Branched alkane name | Main chain | Carbon atoms in the main chain |
---|---|---|
2-methylpropane | Propane | 3 |
2-methylbutane | Butane | 4 |
3-ethylpentane | Pentane | 5 |
3-methylhexane | Hexane | 6 |
4-propulheptane | Heptane | 7 |
2-methyloctane | Octane | 8 |
3-ethylnonane | Nonane | 9 |
5-methyldecane | Decane | 10 |
6-butylundecane | Undecane | 11 |
3-ethyldodecane | Dodecane | 12 |
The custom UDF in Excel could be named MainChainRegex and =MainChainRegex(2,2,3-trimethyloctane) would return a value of 8.
Step 2
I also need work out the number of side-chain carbon atoms attached to each of the main chain carbon atoms. For example, 3-ethylpentane has two sidechain carbon atoms attached to the third carbon atom in the main chain, see image below. The “ethyl” term refers to a sidechain containing two carbon atoms. The “3-” in front of “ethyl” tells us that the sidechain is attached to carbon atom 3 in the main chain.

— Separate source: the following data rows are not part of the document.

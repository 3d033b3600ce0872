//! Presentation collaborators
//!
//! Requests sent through these traits are fire-and-forget: the core never
//! waits on them and never renders anything itself.

use crate::api::CommentId;

/// Something the user has to confirm before it happens
#[derive(Clone, Debug, Eq, PartialEq)]
pub enum ConfirmAction {
    DeleteComment(CommentId),
}

#[derive(Clone, Debug, Eq, PartialEq)]
pub enum OverlayRequest {
    /// Ask the user to sign in
    Authentication,

    Confirmation {
        heading: String,
        text: String,
        confirm_label: String,
        action: ConfirmAction,
    },
}

pub trait Overlay: Send + Sync {
    fn show(&self, req: OverlayRequest);
}

#[derive(Clone, Copy, Debug, Eq, PartialEq)]
pub enum AlertIcon {
    Share,
}

#[derive(Clone, Debug, Eq, PartialEq)]
pub struct Alert {
    pub icon: AlertIcon,
    pub text: String,
}

pub trait Alerts: Send + Sync {
    fn show_alert(&self, alert: Alert);
}

pub trait Clipboard: Send + Sync {
    fn copy(&self, text: &str) -> anyhow::Result<()>;
}
use uuid::Uuid;

use crate::{Comment, Time, User, UserId};

#[derive(
    Clone, Copy, Debug, Eq, Hash, Ord, PartialEq, PartialOrd, serde::Deserialize, serde::Serialize,
)]
pub struct ArticleId(pub Uuid);

/// How an article is presented in the feed
#[derive(Clone, Copy, Debug, Default, Eq, PartialEq, serde::Deserialize, serde::Serialize)]
#[serde(rename_all = "kebab-case")]
pub enum ArticleFormat {
    #[default]
    Default,
    Featured,
    Highlight,
}

#[derive(Clone, Debug, Eq, PartialEq, serde::Deserialize, serde::Serialize)]
pub struct Article {
    pub id: ArticleId,
    pub slug: String,
    pub title: String,
    pub content: String,
    pub blurb: Option<String>,
    #[serde(default)]
    pub format: ArticleFormat,
    pub authors: Vec<User>,

    pub likes: i64,

    /// Whether the user the article was fetched for likes it
    pub liked: bool,

    pub comment_count: u64,
    pub created_at: Time,
    pub updated_at: Time,

    /// Link to the original content this article is about
    pub source: String,
    pub live: bool,
}

impl Article {
    pub fn is_host(&self, user: &UserId) -> bool {
        self.authors.iter().any(|a| a.id == *user)
    }

    /// Flips the liked flag and moves the like counter along with it
    pub fn toggle_like(&mut self) {
        self.liked = !self.liked;
        match self.liked {
            true => self.likes += 1,
            false => self.likes -= 1,
        }
    }
}

/// An article along with all its comments, in no particular order
#[derive(Clone, Debug, Eq, PartialEq, serde::Deserialize, serde::Serialize)]
pub struct Thread {
    pub article: Article,
    pub comments: Vec<Comment>,
}
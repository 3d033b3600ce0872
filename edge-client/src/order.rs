use std::{cmp::Reverse, fmt, str::FromStr};

use crate::{
    api::{Article, Comment, Time},
    CommentNode,
};

/// Anything that can be ordered by popularity or recency
pub trait Ranked {
    fn likes(&self) -> i64;
    fn created_at(&self) -> Time;
}

impl Ranked for Comment {
    fn likes(&self) -> i64 {
        self.likes
    }

    fn created_at(&self) -> Time {
        self.created_at
    }
}

impl Ranked for CommentNode {
    fn likes(&self) -> i64 {
        self.comment.likes
    }

    fn created_at(&self) -> Time {
        self.comment.created_at
    }
}

impl Ranked for Article {
    fn likes(&self) -> i64 {
        self.likes
    }

    fn created_at(&self) -> Time {
        self.created_at
    }
}

/// Ordering of the questions and answers of an AMA
#[derive(Clone, Copy, Debug, Default, Eq, Hash, PartialEq)]
pub enum SortMode {
    /// Most liked first
    #[default]
    Top,

    /// Most recent first
    New,
}

impl SortMode {
    pub fn label(&self) -> &'static str {
        match self {
            SortMode::Top => "Top questions",
            SortMode::New => "New questions",
        }
    }

    /// Stable: items that compare equal keep their relative order
    pub fn sort<T: Ranked>(&self, items: &mut [T]) {
        match self {
            SortMode::Top => items.sort_by_key(|i| Reverse(i.likes())),
            SortMode::New => items.sort_by_key(|i| Reverse(i.created_at())),
        }
    }
}

impl fmt::Display for SortMode {
    fn fmt(&self, f: &mut fmt::Formatter<'_>) -> fmt::Result {
        f.write_str(self.label())
    }
}

impl FromStr for SortMode {
    type Err = anyhow::Error;

    fn from_str(s: &str) -> anyhow::Result<SortMode> {
        match s.to_lowercase().as_str() {
            "top" | "top questions" => Ok(SortMode::Top),
            "new" | "new questions" => Ok(SortMode::New),
            _ => Err(anyhow::anyhow!("unknown sort mode {s:?}")),
        }
    }
}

The custom UDF in Excel could be named SideChainRegex and =SideChainRegex(3-ethylpentane) would return an array of 0, 0, 2, 0, 0 in five cells. The number of carbon atoms in the main chain could be used to size the array, and the first and last values in the array will always be zero.
Step 3
The problem becomes more complicated when there are multiple sidechains. For example, 2,2-dimethylbutane has two sidechains containing a combined total of two carbon atoms, see image below. The “methyl” term refers to a sidechain containing one carbon atom. The “di” refers to the fact that there are two of these sidechains and means that we will need to look for two numbers proceeding the “dimethyl” term. The “2,2-” in front of “dimethyl” tells us that both sidechains are attached to carbon atom 2 in the main chain. If the custom UDF in Excel is named SideChainRegex then =SideChainRegex(2,2-dimethylbutane) would need to return an array of 0, 2, 0, 0 in four cells – again the array is sized by the number of carbon atoms in the main chain.
Step 4
A further complication is when there is more than one type of side chain. For example, 5-ethyl-2,2-dimethylheptane has two different types of sidechains, see image below. If the custom UDF in Excel is named SideChainRegex then =SideChainRegex(5-ethyl-2,2-dimethylheptane) would need to return an array of 0, 2, 0, 0, 2, 0, 0 in seven cells to total up the number of side-chain carbon atoms attached to each of the main chain carbon atoms.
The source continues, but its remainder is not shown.